EU or no EU, the UK will continue to pride itself on its environmental consciousness. Hence, we need to do our due diligence in one of our most important industries, where obsolete electronics are famously difficult to recycle.
We’ve all been appalled by images of vast electronic waste dumps and various directives have been implemented, such as WEEE, to address this in legislature. By and large, such directives cover efficient processing of electronic waste rather than actively encouraging reduction throughout the supply chain.
ISO 14001 seeks to address that shortfall, though as a voluntary international standard, it naturally isn’t compulsory. For vendors to justify committing internal resource and ongoing audit costs, it relies on the consciences of their top management, customers, or both. In Europe, there’s certainly greater pressure than ever on embedded and electronic vendors to go green, evidenced by the latest census data.

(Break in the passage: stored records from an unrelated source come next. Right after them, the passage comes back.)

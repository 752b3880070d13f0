//! Alternating turn invariant: marks alternate X, O, X, O, ...

use super::super::engine::Session;
use super::super::{GameStatus, Mark};
use super::Invariant;

/// Invariant: Marks alternate turns, X first.
///
/// On the board this means the X count minus the O count is 0 or 1. While
/// the game runs, the turn belongs to the mark that did not move last.
pub struct AlternatingTurnInvariant;

impl Invariant<Session> for AlternatingTurnInvariant {
    fn holds(session: &Session) -> bool {
        let history = session.history();

        if let Some(first) = history.first()
            && first.mark != Mark::X
        {
            return false;
        }

        if history.windows(2).any(|w| w[0].mark == w[1].mark) {
            return false;
        }

        let x = session.board().count(Mark::X);
        let o = session.board().count(Mark::O);
        if x < o || x - o > 1 {
            return false;
        }

        match session.status() {
            GameStatus::InProgress => {
                let expected = if x == o { Mark::X } else { Mark::O };
                session.turn() == expected
            }
            // The turn stays with the mark that finished the game.
            _ => history.last().is_none_or(|last| last.mark == session.turn()),
        }
    }

    fn description() -> &'static str {
        "Marks alternate turns (X, O, X, O, ...)"
    }
}
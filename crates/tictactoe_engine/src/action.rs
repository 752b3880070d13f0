//! First-class action types for tic-tac-toe.
//!
//! Moves are domain events, not side effects. They record which mark went
//! where and are kept in session history for replay and invariant checks.

use super::{Mark, Position};
use serde::{Deserialize, Serialize};

/// A move in tic-tac-toe: a mark placed at a position.
#[derive(Debug, Clone, Copy, PartialEq, Eq, Hash, Serialize, Deserialize, derive_new::new)]
pub struct Move {
    /// The mark placed.
    pub mark: Mark,
    /// Where it was placed.
    pub position: Position,
}

impl std::fmt::Display for Move {
    fn fmt(&self, f: &mut std::fmt::Formatter<'_>) -> std::fmt::Result {
        write!(f, "{} -> {}", self.mark, self.position.label())
    }
}

/// Why a placement or computer move was rejected.
///
/// Everything except [`MoveError::InvariantViolation`] comes from stale or
/// duplicate input and leaves the engine untouched.
#[derive(Debug, Clone, PartialEq, Eq, derive_more::Display, derive_more::Error)]
pub enum MoveError {
    /// Cell index outside 0-8.
    #[display("Cell {} is not on the board", _0)]
    InvalidCell(#[error(not(source))] usize),

    /// The square is already occupied.
    #[display("Square {} is already occupied", _0)]
    OccupiedCell(#[error(not(source))] Position),

    /// No session, or the session already ended.
    #[display("No game in progress")]
    SessionNotActive,

    /// The requested mover does not hold the turn.
    #[display("Out of turn: {} is to move", _0)]
    WrongTurn(#[error(not(source))] Mark),

    /// Session state broke an invariant after a move.
    #[display("Invariant violation: {}", _0)]
    InvariantViolation(#[error(not(source))] String),
}
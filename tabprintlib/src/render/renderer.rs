//! The table layout routine.
//!
//! Rendering runs in four stages:
//! 1. Measure: find the longest text and derive one uniform cell width
//! 2. Header: top border, centered column names, then a separator
//! 3. Body: centered values, separators between rows, bottom border
//! 4. Empty tables skip all of the above and render a notice box

use tracing::debug;

use super::border::{BorderChars, LineType};
use super::layout::{cell_width, push_centered};
use crate::data::{Row, Table};
use crate::Result;

/// Renders [`Table`]s as double-line box-drawing text.
///
/// The renderer holds no state between calls; rendering the same table twice
/// yields identical output.
#[derive(Debug, Clone, Copy, Default)]
pub struct TableRenderer {
    chars: BorderChars,
}

impl TableRenderer {
    pub fn new() -> Self {
        Self::default()
    }

    /// Render `table` under the name `table_name`.
    ///
    /// Fails with [`PrintError::MalformedTable`](crate::PrintError::MalformedTable)
    /// before producing any text if the rows disagree on their columns.
    pub fn render(&self, table_name: &str, table: &Table) -> Result<String> {
        table.validate()?;

        let max_width = table.max_content_width();
        if max_width == 0 {
            debug!(table = table_name, "rendering empty table notice");
            return Ok(self.render_empty(table_name));
        }

        let width = cell_width(max_width);
        let columns = table.column_names();
        debug!(
            table = table_name,
            columns = columns.len(),
            rows = table.len(),
            cell_width = width,
            "rendering table"
        );

        let mut output = self.render_header(columns, width, !table.is_empty());
        output.push_str(&self.render_body(table.rows(), columns.len(), width));
        Ok(output)
    }

    /// Notice box for a table that is empty or missing.
    pub fn render_empty(&self, table_name: &str) -> String {
        let text = format!(
            "{v} Table '{}' is empty or does not exist {v}",
            table_name,
            v = self.chars.vertical
        );
        let inner = text.chars().count() - 2;

        let mut output = self.chars.plain_line(LineType::Top, inner);
        output.push_str(&text);
        output.push('\n');
        output.push_str(&self.chars.plain_line(LineType::Bottom, inner));
        output
    }

    /// Top border, column names and the line below them.
    ///
    /// The line below is a separator when body rows follow, otherwise it
    /// closes the table.
    pub fn render_header<S: AsRef<str>>(
        &self,
        columns: &[S],
        cell_width: usize,
        has_body: bool,
    ) -> String {
        let mut output = self
            .chars
            .horizontal_line(LineType::Top, columns.len(), cell_width);

        for name in columns {
            output.push(self.chars.vertical);
            push_centered(&mut output, name.as_ref(), cell_width);
        }
        output.push(self.chars.vertical);
        output.push('\n');

        let closing = if has_body {
            LineType::Middle
        } else {
            LineType::Bottom
        };
        output.push_str(
            &self
                .chars
                .horizontal_line(closing, columns.len(), cell_width),
        );
        output
    }

    /// Data rows with separators between them and the bottom border.
    pub fn render_body(&self, rows: &[Row], columns: usize, cell_width: usize) -> String {
        let separator = self
            .chars
            .horizontal_line(LineType::Middle, columns, cell_width);
        let mut output = String::new();

        for (i, row) in rows.iter().enumerate() {
            if i > 0 {
                output.push_str(&separator);
            }
            output.push(self.chars.vertical);
            for value in row.values().iter().take(columns) {
                push_centered(&mut output, &value.to_string(), cell_width);
                output.push(self.chars.vertical);
            }
            output.push('\n');
        }

        output.push_str(
            &self
                .chars
                .horizontal_line(LineType::Bottom, columns, cell_width),
        );
        output
    }
}

/// Render `table` with the default renderer.
pub fn render_table(table_name: &str, table: &Table) -> Result<String> {
    TableRenderer::new().render(table_name, table)
}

By majority, there are two business models for embedded vendors in the UK, with some combining both. They are local manufacture and far eastern distribution, invariably from Taiwan, with the latter being the more common. Unhelpfully, the International Standards Organisation’s census doesn’t consider Taiwan in isolation. My own interpretation of the data from historical personal observation is of European vendors applying pressure up the supply chain to comply with their ISO 14001 certification remit. Applying such pressure is actually a requirement of certification.
It’s been argued by some that ISO 14001 is toothless; it dictates vendors that must apply pressure up the supply chain, but stops there—there’s no requirement for ISO 14001 companies to only use ISO 14001 compliant suppliers. This argument appears justified. After all, a European vendor acting purely as a sales office for a far-eastern manufacturer will effortlessly meet the ISO 14001 requirements, whilst that OEM could be the least environmentally friendly manufacturer on the planet. I don’t perceive this as reality; I regularly see huge pressure being applied up the supply chain with compliance where it didn’t already exist.
I would agree that far-eastern manufacturers were slow to react to the West’s green revolution, and western environmental legislation was seen by many as an inconvenient form-filling exercise. I’ve heard horror stories of some vendors demanding distributors supply a form they then simply sign, or even worse provide a half-completed template obtained from Google. Not dissimilar to the Conflict Minerals legislation, it requires more than a tick in the right box. It demands embracing the right attitude as without it, it achieves very little.
Today, it’s refreshing to see these same vendors taking ownership of their environmental credentials at an early stage and becoming a cultural change as it did in Europe. The IoT revolution and its promise X billion devices joining the electronic waste cycle, alongside unprecedented demand for precious metals, means that now is the time to get this right—unless we want an environmental catastrophe on our hands.